Now that the students have had the opportunity to use manipulatives to

discover area, they will begin transferring that knowledge over to paper and

using grids to further develop their understanding of area.

This lesson should take approximately 45 minutes, however it could take

more or less time depending on how students seem to understand the lesson.

This lesson is based off of the Engage NY curriculum (which is used by

the school that I am working in).

Opportunities

to Learn

The students will begin by using their individual whiteboards to solve a

problem related to what they did in the previous lesson. The students in this

class seem to always enjoy using their whiteboards so if I can begin with this

step, students will show interest in succeeding; when they have used their

whiteboards in the past, the students have shown greater interest in the lesson

and they also seem to be more motivated to get through the problems.*

The students will be building on the knowledge that they have gained

through the earlier lessons on area. Since we will be building on and

furthering their knowledge by asking the students to work with the early

knowledge that they’ve been building on, but still gradual enough that they

are able to do a lot of the work themselves with some guidance. For the

students who are a little bit more ahead, this lesson will allow them to begin

to recognize that the number of units on each side is directly linked to the

length of the side.*

Students will be doing work as a whole group, individually, and in small

http://www.corestandards.org/Math/Content/3/OA/D/8




groups. This allows the students to work through problems alone and with

one another to help each other when a group member is struggling. In

addition, while walking around, I will be able to point out and assist students

further.*

For this lesson, I will be creating a sheet where the problems build on one

another. The students will use their whiteboards to start off the lesson, and

then we will move onto a worksheet, and finish with an exit ticket. I will

need copies of the worksheet, exit ticket and a half sheet of each centimeter

and inch grid paper (photocopied onto the same page for comparison

purposes). For my own use, I will use the SmartBoard and/or the Elmo

projector in the room to work through the problems in sequence with the

students.*

Objectives Students will be able to:

Manipulate unit squares to form different rectangles that will create a

given area.

Model tiling with centimeter and inch unit squares as a strategy to

measure area.

Count the number of squares in a rectangle to determine the area of a

rectangle.

Recreate given rectangles on inch and centimeter grid paper that have

the same side lengths.

Identify that two rectangles have the same area regardless of the size of

the unit squares.

Instructional

Procedures

Opening (10-15% of lesson):

To activate student’s prior knowledge, I will put up a problem similar to

what they did in the day before for them to do on their whiteboards.

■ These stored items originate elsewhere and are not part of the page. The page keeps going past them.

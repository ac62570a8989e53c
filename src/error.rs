use thiserror::Error;

/// Fatal errors. Everything else that can go wrong during a conversion is
/// recorded in the run summary and recovery continues with the next record,
/// page or segment.
#[derive(Debug, Error)]
pub enum Error {
    #[error("I/O error: {0}")]
    Io(#[from] std::io::Error),

    #[error("capture file ended in the middle of a {0}")]
    TruncatedCapture(&'static str),
}

/// A fixed-layout record whose byte length didn't match its layout
/// descriptor. Non-fatal: the containing segment is abandoned.
#[derive(Debug, Error)]
#[error("expected {expected} bytes for layout {layout:?}, got {actual}")]
pub struct MalformedRecord {
    pub layout: &'static str,
    pub expected: usize,
    pub actual: usize,
}
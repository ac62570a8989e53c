mod cli;

use std::path::{Path, PathBuf};

use clap::Parser;
use hitrace_convert::convert_capture;
use hitrace_convert::textmode::rewrite_text_trace;

fn main() {
    env_logger::init();

    let opt = cli::Opt::parse();
    if let Some(dir) = &opt.dir {
        convert_directory(dir);
        return;
    }

    // clap guarantees out_file is present outside of -d mode.
    let out_file = opt.out_file.as_deref().unwrap();
    if let Some(text_file) = &opt.text_file {
        match rewrite_text_trace(text_file, out_file) {
            Ok(rewritten) => eprintln!("rewrote {rewritten} mark lines"),
            Err(err) => {
                eprintln!("Could not convert {}: {}", text_file.display(), err);
                std::process::exit(1);
            }
        }
    } else if let Some(binary_file) = &opt.binary_file {
        if !convert_one_capture(binary_file, out_file) {
            std::process::exit(1);
        }
    }
}

fn convert_one_capture(input: &Path, output: &Path) -> bool {
    match convert_capture(input, output) {
        Ok(summary) => {
            eprintln!("{} -> {}", input.display(), output.display());
            let _ = summary.write_report(&mut std::io::stderr().lock());
            true
        }
        Err(err) => {
            eprintln!("Could not convert {}: {}", input.display(), err);
            false
        }
    }
}

/// Batch mode: every file under `dir` whose name contains ".sys" is
/// converted next to itself, with the extension replaced by ".ftrace".
fn convert_directory(dir: &Path) {
    let mut captures = Vec::new();
    collect_captures(dir, &mut captures);
    if captures.is_empty() {
        eprintln!("No .sys captures found under {}", dir.display());
        return;
    }

    let mut ok = true;
    for input in &captures {
        let output = input.with_extension("ftrace");
        ok &= convert_one_capture(input, &output);
    }
    if !ok {
        std::process::exit(1);
    }
}

fn collect_captures(dir: &Path, captures: &mut Vec<PathBuf>) {
    let entries = match std::fs::read_dir(dir) {
        Ok(entries) => entries,
        Err(err) => {
            eprintln!("Could not read directory {}: {}", dir.display(), err);
            return;
        }
    };
    for entry in entries.flatten() {
        let path = entry.path();
        if path.is_dir() {
            collect_captures(&path, captures);
        } else if path
            .file_name()
            .and_then(|name| name.to_str())
            .is_some_and(|name| name.contains(".sys"))
        {
            captures.push(path);
        }
    }
}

“Each □ is 1 square unit. Find the area of the rectangle

below (2 tall by 12 long equals 24 square units). Then draw

another rectangle with the same number of square units.”

As the students solve the problem they will hold their boards up to show

that they have an accurate solution. When we regroup, the students will

share some of the solutions that they came up with. (1x24, 3x8, 4x6).

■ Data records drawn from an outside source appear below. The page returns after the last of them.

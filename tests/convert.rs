//! End-to-end conversion over a synthesized capture file: header, metadata
//! segments and two per-CPU raw-trace segments, rendered to text and
//! compared against the exact expected output.

use std::io::Write;
use std::path::Path;

use hitrace_convert::render::TRACE_BANNER;
use hitrace_convert::{convert_capture, ConvertSummary};

const PAGE_SIZE: usize = 4096;

const SCHED_SWITCH_FMT: &str = r#""prev_comm=%s prev_pid=%d prev_prio=%d prev_state=%s%s ==> next_comm=%s next_pid=%d next_prio=%d expeller_type=%u", REC->prev_comm, REC->prev_pid, REC->prev_prio, (REC->prev_state & ((((0x0000 | 0x0001 | 0x0002 | 0x0004 | 0x0008 | 0x0010 | 0x0020 | 0x0040) + 1) << 1) - 1)) ? __print_flags(REC->prev_state & ((((0x0000 | 0x0001 | 0x0002 | 0x0004 | 0x0008 | 0x0010 | 0x0020 | 0x0040) + 1) << 1) - 1), "|", { 0x0001, "S" }, { 0x0002, "D" }, { 0x0004, "T" }, { 0x0008, "t" }, { 0x0010, "X" }, { 0x0020, "Z" }, { 0x0040, "P" }, { 0x0080, "I" }) : "R", REC->prev_state & (((0x0000 | 0x0001 | 0x0002 | 0x0004 | 0x0008 | 0x0010 | 0x0020 | 0x0040) + 1) << 1) ? "+" : "", REC->next_comm, REC->next_pid, REC->next_prio, REC->expeller_type"#;
const CPU_IDLE_FMT: &str = r#""state=%lu cpu_id=%lu", (unsigned long)REC->state, (unsigned long)REC->cpu_id"#;
const MARK_WRITE_FMT: &str = r#""%s", ((void *)((char *)REC + (REC->__data_loc_buffer & 0xffff)))"#;

fn event_formats_segment() -> String {
    let mut text = String::new();
    text.push_str(
        "name: sched_switch\n\
         ID: 314\n\
         format:\n\
         \tfield:unsigned short common_type;\toffset:0;\tsize:2;\tsigned:0;\n\
         \tfield:unsigned char common_flags;\toffset:2;\tsize:1;\tsigned:0;\n\
         \tfield:unsigned char common_preempt_count;\toffset:3;\tsize:1;\tsigned:0;\n\
         \tfield:int common_pid;\toffset:4;\tsize:4;\tsigned:1;\n\
         \n\
         \tfield:char prev_comm[16];\toffset:8;\tsize:16;\tsigned:0;\n\
         \tfield:pid_t prev_pid;\toffset:24;\tsize:4;\tsigned:1;\n\
         \tfield:int prev_prio;\toffset:28;\tsize:4;\tsigned:1;\n\
         \tfield:long prev_state;\toffset:32;\tsize:8;\tsigned:1;\n\
         \tfield:char next_comm[16];\toffset:40;\tsize:16;\tsigned:0;\n\
         \tfield:pid_t next_pid;\toffset:56;\tsize:4;\tsigned:1;\n\
         \tfield:int next_prio;\toffset:60;\tsize:4;\tsigned:1;\n\
         \tfield:unsigned int expeller_type;\toffset:64;\tsize:4;\tsigned:0;\n\
         \n",
    );
    text.push_str(&format!("print fmt: {SCHED_SWITCH_FMT}\n"));

    text.push_str(
        "name: cpu_idle\n\
         ID: 200\n\
         format:\n\
         \tfield:unsigned short common_type;\toffset:0;\tsize:2;\tsigned:0;\n\
         \tfield:unsigned char common_flags;\toffset:2;\tsize:1;\tsigned:0;\n\
         \tfield:unsigned char common_preempt_count;\toffset:3;\tsize:1;\tsigned:0;\n\
         \tfield:int common_pid;\toffset:4;\tsize:4;\tsigned:1;\n\
         \n\
         \tfield:u32 state;\toffset:8;\tsize:4;\tsigned:0;\n\
         \tfield:u32 cpu_id;\toffset:12;\tsize:4;\tsigned:0;\n\
         \n",
    );
    text.push_str(&format!("print fmt: {CPU_IDLE_FMT}\n"));

    text.push_str(
        "name: tracing_mark_write\n\
         ID: 5\n\
         format:\n\
         \tfield:unsigned short common_type;\toffset:0;\tsize:2;\tsigned:0;\n\
         \tfield:unsigned char common_flags;\toffset:2;\tsize:1;\tsigned:0;\n\
         \tfield:unsigned char common_preempt_count;\toffset:3;\tsize:1;\tsigned:0;\n\
         \tfield:int common_pid;\toffset:4;\tsize:4;\tsigned:1;\n\
         \n\
         \tfield:__data_loc char[] buffer;\toffset:8;\tsize:4;\tsigned:0;\n\
         \n",
    );
    text.push_str(&format!("print fmt: {MARK_WRITE_FMT}\n"));

    // An event whose print fmt has no formatter.
    text.push_str(
        "name: mystery_event\n\
         ID: 999\n\
         format:\n\
         \tfield:unsigned short common_type;\toffset:0;\tsize:2;\tsigned:0;\n\
         \tfield:unsigned char common_flags;\toffset:2;\tsize:1;\tsigned:0;\n\
         \tfield:unsigned char common_preempt_count;\toffset:3;\tsize:1;\tsigned:0;\n\
         \tfield:int common_pid;\toffset:4;\tsize:4;\tsigned:1;\n\
         \tfield:u32 x;\toffset:8;\tsize:4;\tsigned:0;\n\
         print fmt: \"x=%u\", REC->x\n",
    );
    text
}

fn common_prefix(event_id: u16, flags: u8, preempt: u8, pid: u32) -> Vec<u8> {
    let mut payload = Vec::new();
    payload.extend_from_slice(&event_id.to_le_bytes());
    payload.push(flags);
    payload.push(preempt);
    payload.extend_from_slice(&pid.to_le_bytes());
    payload
}

fn fixed_str(s: &str, len: usize) -> Vec<u8> {
    let mut bytes = s.as_bytes().to_vec();
    bytes.resize(len, 0);
    bytes
}

fn sched_switch_payload() -> Vec<u8> {
    let mut p = common_prefix(314, 0x01, 2, 42);
    p.extend_from_slice(&fixed_str("bash", 16));
    p.extend_from_slice(&1234i32.to_le_bytes());
    p.extend_from_slice(&120i32.to_le_bytes());
    p.extend_from_slice(&2i64.to_le_bytes());
    p.extend_from_slice(&fixed_str("kworker/0:1", 16));
    p.extend_from_slice(&42i32.to_le_bytes());
    p.extend_from_slice(&120i32.to_le_bytes());
    p.extend_from_slice(&0u32.to_le_bytes());
    p
}

fn cpu_idle_payload() -> Vec<u8> {
    let mut p = common_prefix(200, 0, 0, 0);
    p.extend_from_slice(&1u32.to_le_bytes());
    p.extend_from_slice(&1u32.to_le_bytes());
    p
}

fn mark_write_payload() -> Vec<u8> {
    let mut p = common_prefix(5, 0, 0, 1234);
    let body = b"E|1234|\0";
    // __data_loc: offset in the low half, length in the high half
    p.extend_from_slice(&(12u32 | (body.len() as u32) << 16).to_le_bytes());
    p.extend_from_slice(body);
    p
}

fn mystery_payload() -> Vec<u8> {
    let mut p = common_prefix(999, 0, 0, 42);
    p.extend_from_slice(&7u32.to_le_bytes());
    p
}

fn page(timestamp: u64, core_id: u8, events: &[&[u8]]) -> Vec<u8> {
    let mut page = Vec::with_capacity(PAGE_SIZE);
    page.extend_from_slice(&timestamp.to_le_bytes());
    page.extend_from_slice(&0u64.to_le_bytes());
    page.push(core_id);
    let mut ts_offset = 0u32;
    for payload in events {
        page.extend_from_slice(&ts_offset.to_le_bytes());
        page.extend_from_slice(&(payload.len() as u16).to_le_bytes());
        page.extend_from_slice(payload);
        let pad = ((payload.len() + 3) & !3) - payload.len();
        page.extend(std::iter::repeat(0).take(pad));
        ts_offset += 500;
    }
    page.resize(PAGE_SIZE, 0);
    page
}

fn segment(out: &mut Vec<u8>, segment_type: u32, payload: &[u8]) {
    out.extend_from_slice(&segment_type.to_le_bytes());
    out.extend_from_slice(&(payload.len() as u32).to_le_bytes());
    out.extend_from_slice(payload);
}

fn build_capture() -> Vec<u8> {
    let mut file = Vec::new();
    // header: magic, file type, version at C offsets, 2 CPUs in bits 1-5
    // of the reserved word
    file.extend_from_slice(&0x5754u16.to_le_bytes());
    file.push(1);
    file.push(0);
    file.extend_from_slice(&4u16.to_le_bytes());
    file.extend_from_slice(&[0, 0]);
    file.extend_from_slice(&(2u32 << 1).to_le_bytes());

    // pid 0 has a saved cmdline on purpose: it must still render as <idle>
    segment(&mut file, 2, b"0 swapper\n42 kworker/0:1\n1234 bash\n");
    segment(&mut file, 3, b"42 2\n1234 1234\n");
    segment(&mut file, 99, b"junk");
    // cpu 0: a mark write at 1.0s and a sched_switch 500ns later
    let page0 = page(
        1_000_000_000,
        0,
        &[&mark_write_payload(), &sched_switch_payload()],
    );
    segment(&mut file, 4, &page0);
    // cpu 1: idle at 0.5s, two formatter-less events, one unknown id
    let unknown_id = common_prefix(777, 0, 0, 42);
    let page1 = page(
        500_000_000,
        1,
        &[
            &cpu_idle_payload(),
            &mystery_payload(),
            &mystery_payload(),
            &unknown_id,
        ],
    );
    segment(&mut file, 5, &page1);
    // the event-format table arrives last; rendering must not care
    segment(&mut file, 1, event_formats_segment().as_bytes());
    file
}

fn run_conversion(dir: &Path) -> (ConvertSummary, String) {
    let input = dir.join("record_trace.sys");
    let output = dir.join("record_trace.ftrace");
    std::fs::File::create(&input)
        .unwrap()
        .write_all(&build_capture())
        .unwrap();
    let summary = convert_capture(&input, &output).unwrap();
    let text = std::fs::read_to_string(&output).unwrap();
    (summary, text)
}

#[test]
fn converts_a_full_capture() {
    let dir = tempfile::tempdir().unwrap();
    let (summary, text) = run_conversion(dir.path());

    let expected_lines = [
        "          <idle>-0     (-----) [001] ....     0.500000: cpu_idle: state=1 cpu_id=1",
        "            bash-1234  ( 1234) [000] ....     1.000000: tracing_mark_write: E|1234",
        "     kworker/0:1-42    (    2) [000] d..2     1.000001: sched_switch: \
         prev_comm=bash prev_pid=1234 prev_prio=120 prev_state=D ==> next_comm=kworker/0:1 \
         next_pid=42 next_prio=120 expeller_type=0",
    ];
    let expected = format!("{}{}\n", TRACE_BANNER, expected_lines.join("\n"));
    assert_eq!(text, expected);

    assert_eq!(summary.render.lines, 3);
    assert_eq!(summary.render.missing_format_events, 2);
    let missing: Vec<&str> = summary
        .render
        .missing_format
        .iter()
        .map(|s| s.as_str())
        .collect();
    assert_eq!(missing, ["mystery_event"]);
    assert_eq!(summary.render.unknown_event_ids.get(&777), Some(&1));
    assert_eq!(summary.render.per_event[&314].count, 1);
    assert_eq!(summary.render.per_event[&999].count, 2);

    assert_eq!(summary.decode.segments, 6);
    assert_eq!(summary.decode.raw_segments, 2);
    assert_eq!(summary.decode.pages, 2);
    let unknown: Vec<u32> = summary
        .decode
        .unknown_segment_types
        .iter()
        .copied()
        .collect();
    assert_eq!(unknown, [99]);
}

#[test]
fn conversion_is_deterministic() {
    let dir = tempfile::tempdir().unwrap();
    let (_, first) = run_conversion(dir.path());
    let (_, second) = run_conversion(dir.path());
    assert_eq!(first, second);
}

#[test]
fn empty_segments_and_empty_captures_are_fine() {
    let dir = tempfile::tempdir().unwrap();
    let input = dir.path().join("empty.sys");
    let output = dir.path().join("empty.ftrace");

    let mut file = vec![0u8; 12];
    file[8..12].copy_from_slice(&(1u32 << 1).to_le_bytes());
    segment(&mut file, 2, b"");
    segment(&mut file, 4, b"");
    std::fs::File::create(&input)
        .unwrap()
        .write_all(&file)
        .unwrap();

    let summary = convert_capture(&input, &output).unwrap();
    assert_eq!(summary.render.lines, 0);
    assert_eq!(summary.decode.segments, 2);
    let text = std::fs::read_to_string(&output).unwrap();
    assert_eq!(text, TRACE_BANNER);
}

#[test]
fn truncated_captures_are_fatal() {
    let dir = tempfile::tempdir().unwrap();
    let input = dir.path().join("truncated.sys");
    let output = dir.path().join("truncated.ftrace");

    let mut file = vec![0u8; 12];
    file[8..12].copy_from_slice(&(1u32 << 1).to_le_bytes());
    file.extend_from_slice(&2u32.to_le_bytes());
    file.extend_from_slice(&100u32.to_le_bytes());
    file.extend_from_slice(b"short");
    std::fs::File::create(&input)
        .unwrap()
        .write_all(&file)
        .unwrap();

    assert!(convert_capture(&input, &output).is_err());
}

“Today we will work on similar problems, but on grid paper of different

sizes. We are going to learn about the size of the squares and how to

connect them to areas.”

Engagement (60-70% of lesson):

After working through each problem individually, I will have the class

discuss their answers in their math groups and talk through the

problems. This will help them verbalize why they believe their opinion

and will also allow other students to help correct one another’s


misconceptions.

As students are discussing, I will be walking around asking students

further questions about the size of the squares and whether or not

changing the size of the squares will change the area as well.

If I see during the discussion that there are multiple students having

difficulties with a problem, I will address the specific problem as a

class and facilitate student discussion to have students solve the

problem out loud before they begin writing it down on their sheet.

After they see that they are able to answer the problem out loud, they

will be less likely to be intimidated by doing the same problem on

paper.

Throughout the lesson, I will ask students individually if the area of the

rectangles is the same, more, or less than another rectangle’s area. The

students will also compose rectangles of the same area on both

centimeter and inch grid paper, so I will question the students as to

whether or not they have the same area and what makes them different.

Closure (20-25% of lesson):

At the end of the lesson we will regroup and talk about whether or not

the size of the squares changes the area of a rectangle. We will also

discuss if there is only one way to make a rectangle with a specific

area. These two points will assure that the students have understood

the major points of the lesson.

To conclude, the students will complete an exit ticket to determine

their complete understanding of the lesson. The exit ticket will be

submitted at the end of the lesson and returned to them by the start of

the next lesson.

Assessment

Throughout the lesson, I will be asking the students questions and

walking around the room to assure that they understand the lesson.

At the end of the lesson, students will be presented with an exit ticket

that will be graded to determine their understanding of the major points

of the lesson. The grids provided on the exit ticket will have

centimeter squares. The exit ticket will have two questions:

“Each □ is 1 square unit. Write the area of Rectangle A (3

tall by 4 long equals 12 square units). Then draw another

rectangle with the same area in the space provided.”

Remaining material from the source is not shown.